# Hiding equipment for wall mount LCD



## themode

Hi, I will be mounting an LCD television on a wall. I can not place equipment behind the wall and I would like to not have any shelves either. The closest cabinet is at least 15 feet away (probably 20 to 25 feet of cables).

What options do I have to hide the equipment (HD Sat and HD DVD player only).

Thanks


----------



## perpetual98

Well, you've limited your options already. I assume that your concerned mainly with video feed right now and your audio is taken care of already? Or you're going to use the LCD audio?

Some more information on what you're specifically trying to accomplish might help. If you're going HDMI, you can go pretty long distances without dropoff. Monoprice.com has really good prices on HDMI cables.


----------



## steve1234

More details would help....but here's what I'm doing (assuming you have wall access):

I'm running smurf tube from the equipment location to a low voltage j-box mounted behind the tv. This will allow current cable feeding and future. Also run a piece of Cat5e cable for IR controls so you can mount a pickup near the tv to control the equipment in the remote cabinet.


----------



## themode

Hi, since this is not my primary television I will simply be using the LCD speakers for sound. What I'm understanding from the above replies is that I can place my equipement away from my television and still obtain a HD signal with HDMI cables. 

- Would that also be true for component cables? 
- Would sound be affected with running long RCA cables?
- What device would you recommend for use with the CAT5e cable for remote controls?
- (silly question coming) Is there any other way to hide the devices on a wall?

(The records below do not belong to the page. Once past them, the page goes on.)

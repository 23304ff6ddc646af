//! Registry Client
//!
//! REST access to the school registry API.
//!
//! # Architecture
//!
//! ```text
//! GroupService ─┐
//! StudentService ┤
//! SubjectService ┼→ ApiClient → dyn Transport → HttpTransport (reqwest)
//! MarkService ───┤                          └→ in-memory server (tests)
//! LinkService ───┘
//! ```
//!
//! # Example
//!
//! ```rust,ignore
//! use registry_client::{ClientConfig, RegistryClient};
//!
//! # async fn example() -> Result<(), Box<dyn std::error::Error>> {
//! let config = ClientConfig::new().with_env_overrides()?;
//! let client = RegistryClient::from_config(&config)?;
//!
//! for group in client.groups().list().await? {
//!     println!("{} {}", group.id, group.name);
//! }
//! # Ok(())
//! # }
//! ```

#![warn(missing_docs)]
#![warn(unreachable_pub)]

pub mod api;
pub mod client;
pub mod config;
pub mod error;
pub mod services;
pub mod transport;

pub use api::ApiClient;
pub use client::RegistryClient;
pub use config::ClientConfig;
pub use error::{RegistryError, RegistryResult, GENERIC_ERROR_MESSAGE};
pub use services::{GroupService, LinkService, MarkService, StudentService, SubjectService};
pub use transport::{ApiRequest, ApiResponse, HttpTransport, Method, Transport};

/// Version of this crate
pub const VERSION: &str = env!("CARGO_PKG_VERSION");

/// Prelude module for common imports
pub mod prelude {
    //! Common imports for working with the registry client
    pub use crate::{ClientConfig, RegistryClient, RegistryError, RegistryResult};
    pub use registry_model::prelude::*;
}
//! Batch rebuild of the mark name indexes
//!
//! Given a working set of marks and partially-known name indexes, fetches
//! every referenced id missing from the indexes and merges the results:
//!
//! - each distinct unknown id is fetched at most once, however many marks
//!   reference it
//! - all fetches of one rebuild run concurrently
//! - a failed fetch yields the placeholder label; it never aborts the rebuild
//! - known entries are kept as given, so the output is a superset of the input
//! - the merge happens once, after every fetch has settled

use crate::index::NameIndex;
use crate::source::NameSource;
use futures::future::join_all;
use indexmap::IndexSet;
use registry_model::{EntityId, Mark, MarkBand, StudentId, SubjectId};

/// Result of a rebuild
#[derive(Debug, Clone, Default, PartialEq, Eq)]
pub struct Rebuilt {
    /// Student names covering every mark's student
    pub students: NameIndex<StudentId>,
    /// Subject names covering every mark's subject
    pub subjects: NameIndex<SubjectId>,
    /// Marks in their original order
    pub marks: Vec<Mark>,
    /// Number of lookups issued
    pub fetched: usize,
}

/// Display row of the marks table
#[derive(Debug, Clone, PartialEq, Eq)]
pub struct MarkRow {
    /// The mark itself
    pub mark: Mark,
    /// Student display name
    pub student_name: String,
    /// Subject display name
    pub subject_name: String,
    /// Colour band of the value
    pub band: MarkBand,
}

impl Rebuilt {
    /// Student display name for an id
    #[must_use]
    pub fn student_name(&self, id: StudentId) -> String {
        self.students.display(id)
    }

    /// Subject display name for an id
    #[must_use]
    pub fn subject_name(&self, id: SubjectId) -> String {
        self.subjects.display(id)
    }

    /// Display rows, one per mark
    #[must_use]
    pub fn rows(&self) -> Vec<MarkRow> {
        self.marks
            .iter()
            .map(|mark| MarkRow {
                mark: *mark,
                student_name: self.student_name(mark.student_id),
                subject_name: self.subject_name(mark.subject_id),
                band: mark.band(),
            })
            .collect()
    }
}

/// Fill `known` with names for every referenced id it lacks
///
/// Returns the merged index and the number of lookups issued.
pub async fn fill_index<K, S>(
    known: NameIndex<K>,
    referenced: impl IntoIterator<Item = K>,
    source: &S,
) -> (NameIndex<K>, usize)
where
    K: EntityId,
    S: NameSource<K> + ?Sized,
{
    let unresolved: IndexSet<K> = referenced
        .into_iter()
        .filter(|id| !known.contains(id))
        .collect();
    if unresolved.is_empty() {
        return (known, 0);
    }

    tracing::debug!(kind = %K::KIND, count = unresolved.len(), "resolving unknown references");
    let lookups = unresolved
        .iter()
        .map(|&id| async move { (id, source.fetch_name(id).await) });
    let results = join_all(lookups).await;

    let mut merged = known;
    for (id, result) in results {
        let name = result.unwrap_or_else(|e| {
            tracing::warn!(kind = %K::KIND, %id, error = %e, "name lookup failed");
            id.placeholder()
        });
        merged.insert(id, name);
    }
    (merged, unresolved.len())
}

/// Rebuild both name indexes for a working set of marks
///
/// Student and subject lookups run concurrently with each other.
pub async fn rebuild<SS, SJ>(
    marks: Vec<Mark>,
    known_students: NameIndex<StudentId>,
    known_subjects: NameIndex<SubjectId>,
    student_source: &SS,
    subject_source: &SJ,
) -> Rebuilt
where
    SS: NameSource<StudentId> + ?Sized,
    SJ: NameSource<SubjectId> + ?Sized,
{
    let student_ids: Vec<StudentId> = marks.iter().map(|m| m.student_id).collect();
    let subject_ids: Vec<SubjectId> = marks.iter().map(|m| m.subject_id).collect();

    let ((students, fetched_students), (subjects, fetched_subjects)) = futures::join!(
        fill_index(known_students, student_ids, student_source),
        fill_index(known_subjects, subject_ids, subject_source),
    );

    tracing::debug!(
        marks = marks.len(),
        fetched = fetched_students + fetched_subjects,
        "mark names rebuilt"
    );

    Rebuilt {
        students,
        subjects,
        marks,
        fetched: fetched_students + fetched_subjects,
    }
}

#[cfg(test)]
mod tests {
    use super::*;
    use crate::source::MockNameSource;
    use mockall::predicate::eq;
    use pretty_assertions::assert_eq;
    use proptest::prelude::*;
    use registry_client::RegistryError;
    use registry_model::MarkId;

    fn mark(id: i64, student: i64, subject: i64, value: i32) -> Mark {
        Mark::new(
            MarkId::new(id),
            StudentId::new(student),
            SubjectId::new(subject),
            value,
        )
    }

    fn no_subject_lookups() -> MockNameSource<SubjectId> {
        let mut source = MockNameSource::new();
        source.expect_fetch_name().never();
        source
    }

    #[tokio::test]
    async fn each_unknown_student_fetched_once() {
        let marks: Vec<Mark> = (0..50)
            .map(|i| mark(i, 7 + i % 3, 1, 60))
            .collect();
        let mut students = MockNameSource::<StudentId>::new();
        for id in 7..10 {
            students
                .expect_fetch_name()
                .with(eq(StudentId::new(id)))
                .times(1)
                .returning(|id| Ok(format!("S{id}")));
        }
        let known_subjects: NameIndex<SubjectId> = [(SubjectId::new(1), "Математика")].into_iter().collect();

        let rebuilt = rebuild(
            marks,
            NameIndex::new(),
            known_subjects,
            &students,
            &no_subject_lookups(),
        )
        .await;

        assert_eq!(rebuilt.fetched, 3);
        assert_eq!(rebuilt.students.len(), 3);
        assert_eq!(rebuilt.student_name(StudentId::new(8)), "S8");
    }

    #[tokio::test]
    async fn failed_lookup_uses_placeholder() {
        let marks = vec![mark(1, 1, 5, 90), mark(2, 2, 5, 40)];
        let known: NameIndex<StudentId> = [(StudentId::new(1), "Ann")].into_iter().collect();
        let mut students = MockNameSource::<StudentId>::new();
        students.expect_fetch_name().never();
        let mut subjects = MockNameSource::<SubjectId>::new();
        subjects
            .expect_fetch_name()
            .with(eq(SubjectId::new(5)))
            .times(1)
            .returning(|_| Err(RegistryError::transport("timeout")));

        let known_with_boris = {
            let mut k = known.clone();
            k.insert(StudentId::new(2), "Boris");
            k
        };
        let rebuilt = rebuild(marks, known_with_boris, NameIndex::new(), &students, &subjects).await;

        assert!(rebuilt.students.is_superset_of(&known));
        let rows = rebuilt.rows();
        assert_eq!(rows[0].subject_name, "Предмет #5");
        assert_eq!(rows[1].student_name, "Boris");
        assert_eq!(rows[0].band, MarkBand::Excellent);
        assert_eq!(rows[1].band, MarkBand::Poor);
    }

    #[tokio::test]
    async fn empty_marks_need_no_lookups() {
        let mut students = MockNameSource::<StudentId>::new();
        students.expect_fetch_name().never();
        let rebuilt = rebuild(
            Vec::new(),
            NameIndex::new(),
            NameIndex::new(),
            &students,
            &no_subject_lookups(),
        )
        .await;
        assert_eq!(rebuilt.fetched, 0);
        assert!(rebuilt.rows().is_empty());
    }

    #[tokio::test]
    async fn empty_known_name_is_not_refetched() {
        let marks = vec![mark(1, 3, 1, 70)];
        let known: NameIndex<StudentId> = [(StudentId::new(3), "")].into_iter().collect();
        let subjects: NameIndex<SubjectId> = [(SubjectId::new(1), "x")].into_iter().collect();
        let mut students = MockNameSource::<StudentId>::new();
        students.expect_fetch_name().never();

        let rebuilt = rebuild(marks, known, subjects, &students, &no_subject_lookups()).await;
        assert_eq!(rebuilt.student_name(StudentId::new(3)), "");
    }

    proptest! {
        #[test]
        fn output_covers_every_mark_and_keeps_known(
            refs in proptest::collection::vec((0i64..12, 0i64..6), 0..40),
            known_ids in proptest::collection::hash_set(0i64..12, 0..6),
        ) {
            let runtime = tokio::runtime::Builder::new_current_thread().build().unwrap();
            let marks: Vec<Mark> = refs
                .iter()
                .enumerate()
                .map(|(i, (s, j))| mark(i as i64, *s, *j, 50))
                .collect();
            let known: NameIndex<StudentId> = known_ids
                .iter()
                .map(|id| (StudentId::new(*id), format!("known {id}")))
                .collect();

            let mut students = MockNameSource::<StudentId>::new();
            students.expect_fetch_name().returning(|id| Ok(format!("fetched {id}")));
            let mut subjects = MockNameSource::<SubjectId>::new();
            subjects.expect_fetch_name().returning(|id| Ok(format!("subject {id}")));

            let rebuilt = runtime.block_on(rebuild(
                marks.clone(),
                known.clone(),
                NameIndex::new(),
                &students,
                &subjects,
            ));

            prop_assert!(rebuilt.students.is_superset_of(&known));
            for m in &marks {
                prop_assert!(rebuilt.students.contains(&m.student_id));
                prop_assert!(rebuilt.subjects.contains(&m.subject_id));
            }
            let distinct_unknown: IndexSet<StudentId> = marks
                .iter()
                .map(|m| m.student_id)
                .filter(|id| !known.contains(id))
                .collect();
            let distinct_subjects: IndexSet<SubjectId> = marks.iter().map(|m| m.subject_id).collect();
            prop_assert_eq!(rebuilt.fetched, distinct_unknown.len() + distinct_subjects.len());
        }
    }
}
// ==========================================
// 入库批次汇总引擎 - 条目过滤规则
// ==========================================
// 职责: 错误过滤 / 货件计划过滤 / 结构过滤 的纯函数实现
// 红线: 每个排除都必须给出 reason
// ==========================================

use crate::domain::batch::BatchItem;
use crate::domain::filter::{FilterConfiguration, SelectionDescriptor};
use crate::domain::settings::CasePackFlags;
use crate::engine::case_pack::CasePackedPredicate;
use std::fmt;

// ==========================================
// ExclusionReason - 排除原因
// ==========================================
#[derive(Debug, Clone, Copy, PartialEq, Eq, Hash)]
pub enum ExclusionReason {
    NoErrors,          // 错误过滤开启, 条目无任何错误
    NoMatchingPlan,    // 货件过滤开启, 无匹配计划
    Deleted,           // 已软删除
    FullyReceived,     // 已收齐
    InShipment,        // 已关联货件
    MissingDimensions, // 缺少尺寸数据源
}

impl ExclusionReason {
    /// 稳定的原因代码 (日志/前端使用)
    pub fn code(self) -> &'static str {
        match self {
            ExclusionReason::NoErrors => "NO_ERRORS",
            ExclusionReason::NoMatchingPlan => "NO_MATCHING_PLAN",
            ExclusionReason::Deleted => "DELETED",
            ExclusionReason::FullyReceived => "FULLY_RECEIVED",
            ExclusionReason::InShipment => "IN_SHIPMENT",
            ExclusionReason::MissingDimensions => "MISSING_DIMENSIONS",
        }
    }
}

impl fmt::Display for ExclusionReason {
    fn fmt(&self, f: &mut fmt::Formatter<'_>) -> fmt::Result {
        let reason = match self {
            ExclusionReason::NoErrors => "条目无 feed 错误或计划错误",
            ExclusionReason::NoMatchingPlan => "无与所选货件匹配的计划",
            ExclusionReason::Deleted => "条目已删除",
            ExclusionReason::FullyReceived => "已收数量 + 破损数量 >= 目标数量",
            ExclusionReason::InShipment => "条目已关联货件",
            ExclusionReason::MissingDimensions => "缺少尺寸数据源",
        };
        write!(f, "{}: {}", self.code(), reason)
    }
}

// ==========================================
// 错误过滤
// ==========================================

/// 条目是否存在任何错误
///
/// 任一 feed 为 "error", 或条目错误 / 计划错误非空
pub fn has_errors(item: &BatchItem) -> bool {
    item.product_feed.is_error()
        || item.inventory_feed.is_error()
        || item.dimensions_feed.is_error()
        || !item.errors.is_empty()
        || !item.plans.errors.is_empty()
}

// ==========================================
// 货件计划过滤
// ==========================================

/// 展平所有货件的选择描述 (任一列表, 任一描述)
pub fn flatten_selection(filter: &FilterConfiguration) -> Vec<&SelectionDescriptor> {
    filter.batch_items_filter.values().flatten().collect()
}

/// 条目是否有计划与任一描述在四个字段上完全匹配
///
/// 整箱判定只在前三个字段匹配时计算, 且每个条目最多计算一次
pub fn matches_selection<P>(
    item: &BatchItem,
    descriptors: &[&SelectionDescriptor],
    flags: CasePackFlags,
    case_packed: &P,
) -> bool
where
    P: CasePackedPredicate + ?Sized,
{
    let mut cp: Option<bool> = None;

    item.plans.plans.iter().any(|plan| {
        descriptors.iter().any(|descriptor| {
            descriptor.fcid == plan.fcid
                && descriptor.prep == plan.prep
                && descriptor.shipment_id == plan.id
                && descriptor.cp
                    == *cp.get_or_insert_with(|| case_packed.is_case_packed(item, flags))
        })
    })
}

// ==========================================
// 结构过滤
// ==========================================

/// 已收齐: quantity + damaged >= ordered
pub fn is_fully_received(item: &BatchItem) -> bool {
    u64::from(item.quantity) + u64::from(item.damaged) >= u64::from(item.ordered)
}

/// 结构过滤, 返回第一个命中的排除原因
pub fn structural_rejection(
    item: &BatchItem,
    filter: &FilterConfiguration,
) -> Option<ExclusionReason> {
    if item.deleted {
        return Some(ExclusionReason::Deleted);
    }
    if filter.filter_items_to_receive && is_fully_received(item) {
        return Some(ExclusionReason::FullyReceived);
    }
    if filter.exclude_items_in_shipments && item.in_shipment() {
        return Some(ExclusionReason::InShipment);
    }
    if filter.filter_items_missing_dimensions && !item.dimensions_feed.is_present() {
        return Some(ExclusionReason::MissingDimensions);
    }
    None
}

Thank-you for your replies.


----------



## perpetual98

There's plastic channels that you can run the wires in and paint them to match. I'm thinking that some other people would have more input on brands and stuff than I would. Long RCA cables should be ok for sound, but you'd probably want to upgrade to better ones than the thin dental-floss kind. I used to run fairly long RCA cables in my car when I was into car audio, so I'd run 20' cables from the dash around the edge of the car and into the trunk.


----------



## gregzoll

Rapidrun (http://www.rapidrun.com) for the video connections from the boxes to the TV, and use a RF or IR remote. You are talking about increasing your budget for a setup that is not very clearly seen, due to you also have to figure in Fire detection, cooling of the equipment, and the extras such as the Remote setup, and wiring for the equipment cabinet.


----------



## steve1234

http://www.hometech.com/learn/ir.html

info on IR systems


----------



## ktkelly

perpetual98 said:


> If you're going HDMI, you can go pretty long distances without dropoff.


Wrong. HDMI is very distance limited unless you use something like a Gefen HDMI extender.



> Monoprice.com has really good prices on HDMI cables.


Great prices for a lousy product. If you want *reliable* HDMI performance you want cables that are certified (Monoprice cables are not).



Rather than running cat5e for IR a good RF remote would be a great option. 

A URC RF20/MRF100B would probably get the job done in this case.


----------



## perpetual98

Spoken like a true shareholder for Monster Cables. 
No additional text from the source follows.